Taiwan bond traders predict a year-long rally will end this quarter as the annual peak season for exports begins, helping stabilize the economy and reducing the need for another interest-rate cut.
The 10-year government yield will round out this year at 1.2 percent, compared with Tuesday’s close of 1.18 percent, according to the median estimate of the 35 surveyed by Bloomberg.
Twenty bond traders forecast that the central bank at its next meeting in December is likely to keep the benchmark policy rate at 1.75 percent, while 15 see it adding to last month’s first cut since 2009.
The 10-year bond yield hit a record low of 1.06 percent last quarter, after the central bank reduced the policy rate and cut the overnight lending rate between banks.
“If economic data stabilize in the fourth quarter, the central bank might not need to use its interest-rate tools again,” Capital Securities Corp (群益證券) fixed-income trader Tommy Gu said. “Even if it cuts rates again, the market’s reaction will be increasingly small, making it unlikely that yields will fall to record lows again.”
The economic slowdown should bottom out this quarter amid an expected upturn in seasonal electronics demand, analysts at DBS Group Holdings Ltd wrote in a Sept. 25 research note.

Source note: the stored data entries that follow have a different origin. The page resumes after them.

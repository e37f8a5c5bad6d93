//! Error types for the reference server.

use odsync_protocol::CodecError;
use odsync_storage::StorageError;
use thiserror::Error;

/// Result type for server operations.
pub type ServerResult<T> = Result<T, ServerError>;

/// Errors that can occur in the reference server.
///
/// A stale write is not an error; it is answered with a conflict response.
#[derive(Error, Debug)]
pub enum ServerError {
    /// Malformed write.
    #[error("invalid request: {0}")]
    InvalidRequest(String),

    /// Payload carries more fields than the server accepts.
    #[error("payload too large: {fields} fields, limit {max}")]
    PayloadTooLarge {
        /// Fields in the payload.
        fields: usize,
        /// Configured limit.
        max: usize,
    },

    /// Record persistence failed.
    #[error("storage error: {0}")]
    Storage(#[from] StorageError),

    /// A persisted record could not be encoded or decoded.
    #[error("codec error: {0}")]
    Codec(#[from] CodecError),
}

impl ServerError {
    /// Returns true if the client sent something the server will never accept.
    pub fn is_client_error(&self) -> bool {
        matches!(
            self,
            ServerError::InvalidRequest(_) | ServerError::PayloadTooLarge { .. }
        )
    }

    /// Returns true if the failure is on the server side and a retry may succeed.
    pub fn is_server_error(&self) -> bool {
        matches!(self, ServerError::Storage(_) | ServerError::Codec(_))
    }
}
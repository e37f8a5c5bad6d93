//! Conflict detection records and resolution.

use crate::codec;
use crate::error::CodecResult;
use crate::types::{ConflictId, ItemType, Payload};
use chrono::{DateTime, Utc};
use serde::{Deserialize, Serialize};
use std::fmt;

/// A divergence between the local and server versions of one entity.
///
/// Created when the remote rejects a write because it holds a newer
/// version; kept in conflict storage until resolved.
#[derive(Debug, Clone, PartialEq, Serialize, Deserialize)]
pub struct SyncConflict {
    /// Conflict ID.
    pub id: ConflictId,
    /// Domain entity ID.
    pub item_id: String,
    /// Domain entity kind.
    pub item_type: ItemType,
    /// Full local snapshot.
    pub local_data: Payload,
    /// Full server snapshot.
    pub server_data: Payload,
    /// When the local version was written.
    pub local_timestamp: DateTime<Utc>,
    /// When the server version was written.
    pub server_timestamp: DateTime<Utc>,
    /// When the conflict was detected.
    pub detected_at: DateTime<Utc>,
}

impl SyncConflict {
    /// Creates a new conflict.
    pub fn new(
        item_id: impl Into<String>,
        item_type: ItemType,
        local_data: Payload,
        server_data: Payload,
        local_timestamp: DateTime<Utc>,
        server_timestamp: DateTime<Utc>,
    ) -> Self {
        Self {
            id: ConflictId::generate(),
            item_id: item_id.into(),
            item_type,
            local_data,
            server_data,
            local_timestamp,
            server_timestamp,
            detected_at: Utc::now(),
        }
    }

    /// Returns true if the server version was written strictly later.
    pub fn server_is_newer(&self) -> bool {
        self.server_timestamp > self.local_timestamp
    }

    /// Encodes to CBOR.
    pub fn encode(&self) -> CodecResult<Vec<u8>> {
        codec::encode(self)
    }

    /// Decodes from CBOR.
    pub fn decode(bytes: &[u8]) -> CodecResult<Self> {
        codec::decode(bytes)
    }
}

/// Which version wins a conflict.
#[derive(Debug, Clone, Copy, PartialEq, Eq, Hash, Serialize, Deserialize)]
#[serde(rename_all = "snake_case")]
pub enum Resolution {
    /// Keep local version.
    UseLocal,
    /// Accept server version.
    UseServer,
    /// Field-level merge. Reserved; no built-in policy produces it.
    Merge,
}

impl Resolution {
    /// Returns the wire name.
    pub fn as_str(&self) -> &'static str {
        match self {
            Resolution::UseLocal => "use_local",
            Resolution::UseServer => "use_server",
            Resolution::Merge => "merge",
        }
    }
}

impl fmt::Display for Resolution {
    fn fmt(&self, f: &mut fmt::Formatter<'_>) -> fmt::Result {
        f.write_str(self.as_str())
    }
}

/// The outcome of resolving one conflict.
#[derive(Debug, Clone, PartialEq, Serialize, Deserialize)]
pub struct ConflictResolution {
    /// The resolved conflict.
    pub conflict_id: ConflictId,
    /// Which version won.
    pub resolution: Resolution,
    /// The payload to write back.
    pub merged_data: Payload,
}

/// Policy for automatic conflict resolution.
#[derive(Debug, Clone, Copy, PartialEq, Eq, Default)]
pub enum ConflictPolicy {
    /// Newer timestamp wins; ties go to the local version.
    #[default]
    LastWriteWins,
    /// Server always wins.
    ServerWins,
    /// Client always wins.
    ClientWins,
}

impl ConflictPolicy {
    /// Resolves a conflict according to this policy.
    ///
    /// Pure: the same conflict always yields the same resolution.
    pub fn resolve(&self, conflict: &SyncConflict) -> ConflictResolution {
        let resolution = match self {
            ConflictPolicy::LastWriteWins => {
                if conflict.server_is_newer() {
                    Resolution::UseServer
                } else {
                    Resolution::UseLocal
                }
            }
            ConflictPolicy::ServerWins => Resolution::UseServer,
            ConflictPolicy::ClientWins => Resolution::UseLocal,
        };

        let merged_data = match resolution {
            Resolution::UseServer => conflict.server_data.clone(),
            Resolution::UseLocal | Resolution::Merge => conflict.local_data.clone(),
        };

        ConflictResolution {
            conflict_id: conflict.id.clone(),
            resolution,
            merged_data,
        }
    }

    /// Returns the policy name.
    pub fn as_str(&self) -> &'static str {
        match self {
            ConflictPolicy::LastWriteWins => "last_write_wins",
            ConflictPolicy::ServerWins => "server_wins",
            ConflictPolicy::ClientWins => "client_wins",
        }
    }
}

/// Resolves a conflict with last-writer-wins.
///
/// The server version wins only when its timestamp is strictly later
/// than the local one; equal timestamps keep the local version.
pub fn resolve(conflict: &SyncConflict) -> ConflictResolution {
    ConflictPolicy::LastWriteWins.resolve(conflict)
}

#[cfg(test)]
mod tests {
    use super::*;
    use chrono::Duration;
    use serde_json::json;

    fn payload(status: &str) -> Payload {
        let mut p = Payload::new();
        p.insert("status".into(), json!(status));
        p
    }

    fn conflict(local_offset_secs: i64, server_offset_secs: i64) -> SyncConflict {
        let base = Utc::now();
        SyncConflict::new(
            "req-1",
            ItemType::Request,
            payload("pending"),
            payload("approved"),
            base + Duration::seconds(local_offset_secs),
            base + Duration::seconds(server_offset_secs),
        )
    }

    #[test]
    fn newer_server_wins() {
        let c = conflict(0, 3600);
        let r = resolve(&c);
        assert_eq!(r.resolution, Resolution::UseServer);
        assert_eq!(r.merged_data, c.server_data);
        assert_eq!(r.conflict_id, c.id);
    }

    #[test]
    fn newer_local_wins() {
        let c = conflict(60, 0);
        let r = resolve(&c);
        assert_eq!(r.resolution, Resolution::UseLocal);
        assert_eq!(r.merged_data, c.local_data);
    }

    #[test]
    fn tie_keeps_local() {
        let c = conflict(0, 0);
        assert_eq!(resolve(&c).resolution, Resolution::UseLocal);
    }

    #[test]
    fn fixed_policies() {
        let c = conflict(3600, 0);
        assert_eq!(
            ConflictPolicy::ServerWins.resolve(&c).resolution,
            Resolution::UseServer
        );

        let c = conflict(0, 3600);
        assert_eq!(
            ConflictPolicy::ClientWins.resolve(&c).resolution,
            Resolution::UseLocal
        );
    }

    #[test]
    fn resolution_wire_names() {
        assert_eq!(
            serde_json::to_string(&Resolution::UseServer).unwrap(),
            "\"use_server\""
        );
        assert_eq!(Resolution::UseLocal.to_string(), "use_local");
        assert_eq!(Resolution::Merge.as_str(), "merge");
    }

    #[test]
    fn conflict_survives_encoding() {
        let c = conflict(0, 10);
        let decoded = SyncConflict::decode(&c.encode().unwrap()).unwrap();
        assert_eq!(decoded, c);
    }
}
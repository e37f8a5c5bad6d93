//! Server configuration.

use std::time::Duration;

/// Configuration for the reference server.
#[derive(Debug, Clone, PartialEq)]
pub struct ServerConfig {
    /// Simulated network latency added to every request.
    pub latency: Duration,
    /// Maximum number of fields accepted in one write payload.
    pub max_payload_fields: usize,
}

impl ServerConfig {
    /// Creates a configuration with no latency.
    pub fn new() -> Self {
        Self {
            latency: Duration::ZERO,
            max_payload_fields: 64,
        }
    }

    /// Sets the simulated latency.
    pub fn with_latency(mut self, latency: Duration) -> Self {
        self.latency = latency;
        self
    }

    /// Sets the maximum payload field count.
    pub fn with_max_payload_fields(mut self, max: usize) -> Self {
        self.max_payload_fields = max;
        self
    }
}

impl Default for ServerConfig {
    fn default() -> Self {
        Self::new()
    }
}

#[cfg(test)]
mod tests {
    use super::*;

    #[test]
    fn default_config() {
        let config = ServerConfig::default();
        assert_eq!(config.latency, Duration::ZERO);
        assert_eq!(config.max_payload_fields, 64);
    }

    #[test]
    fn config_builder() {
        let config = ServerConfig::new()
            .with_latency(Duration::from_millis(250))
            .with_max_payload_fields(8);

        assert_eq!(config.latency, Duration::from_millis(250));
        assert_eq!(config.max_payload_fields, 8);
    }
}
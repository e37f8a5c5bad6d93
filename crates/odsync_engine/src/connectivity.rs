//! Network reachability signal.

use std::fmt;
use tokio::sync::watch;

/// Current network reachability.
#[derive(Debug, Clone, Copy, PartialEq, Eq, Hash)]
pub enum ConnectivityState {
    /// The remote is reachable.
    Connected,
    /// The remote is not reachable.
    Disconnected,
}

impl ConnectivityState {
    /// Returns true when connected.
    pub fn is_connected(&self) -> bool {
        matches!(self, ConnectivityState::Connected)
    }
}

impl From<bool> for ConnectivityState {
    fn from(connected: bool) -> Self {
        if connected {
            ConnectivityState::Connected
        } else {
            ConnectivityState::Disconnected
        }
    }
}

impl fmt::Display for ConnectivityState {
    fn fmt(&self, f: &mut fmt::Formatter<'_>) -> fmt::Result {
        match self {
            ConnectivityState::Connected => f.write_str("connected"),
            ConnectivityState::Disconnected => f.write_str("disconnected"),
        }
    }
}

/// Reports reachability and its changes.
pub trait ConnectivitySignal: Send + Sync {
    /// Returns the current state.
    fn current_state(&self) -> ConnectivityState;

    /// Subscribes to state changes.
    fn subscribe(&self) -> watch::Receiver<ConnectivityState>;
}

/// A connectivity signal driven by explicit calls.
#[derive(Debug)]
pub struct ManualConnectivity {
    tx: watch::Sender<ConnectivityState>,
}

impl ManualConnectivity {
    /// Creates a signal with an initial state.
    pub fn new(initial: ConnectivityState) -> Self {
        let (tx, _) = watch::channel(initial);
        Self { tx }
    }

    /// Creates a connected signal.
    pub fn connected() -> Self {
        Self::new(ConnectivityState::Connected)
    }

    /// Creates a disconnected signal.
    pub fn disconnected() -> Self {
        Self::new(ConnectivityState::Disconnected)
    }

    /// Sets the state, notifying subscribers if it changed.
    pub fn set(&self, state: ConnectivityState) {
        self.tx.send_if_modified(|current| {
            if *current == state {
                false
            } else {
                *current = state;
                true
            }
        });
    }

    /// Marks the remote reachable.
    pub fn go_online(&self) {
        self.set(ConnectivityState::Connected);
    }

    /// Marks the remote unreachable.
    pub fn go_offline(&self) {
        self.set(ConnectivityState::Disconnected);
    }
}

impl Default for ManualConnectivity {
    fn default() -> Self {
        Self::connected()
    }
}

impl ConnectivitySignal for ManualConnectivity {
    fn current_state(&self) -> ConnectivityState {
        *self.tx.borrow()
    }

    fn subscribe(&self) -> watch::Receiver<ConnectivityState> {
        self.tx.subscribe()
    }
}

Christmas orders from the US, Taiwan’s second-biggest export market, should precipitate a recovery in electronics in the near term, according to a report from Barclays PLC on Sept. 23.
The central bank might also have to consider the impact another rate cut would have on capital outflows, as higher US borrowing costs could potentially reduce the appeal of Taiwanese assets, just as local bond supply increases.
The government is scheduled to sell NT$60 billion (US$1.82 billion) worth of 10-year notes this quarter, up from NT$35 billion in the past three months.
In a move intended to boost liquidity in local bonds, the Taipei Exchange said on Sept. 25 it plans to ban single companies from owning more than one-third of five or 10-year securities auctioned for the first six months of secondary-market trading.
That would help cap purchases by institutions such as state-backed Chunghwa Post Co (中華郵政), which had NT$6.5 trillion of assets as of the end of last year.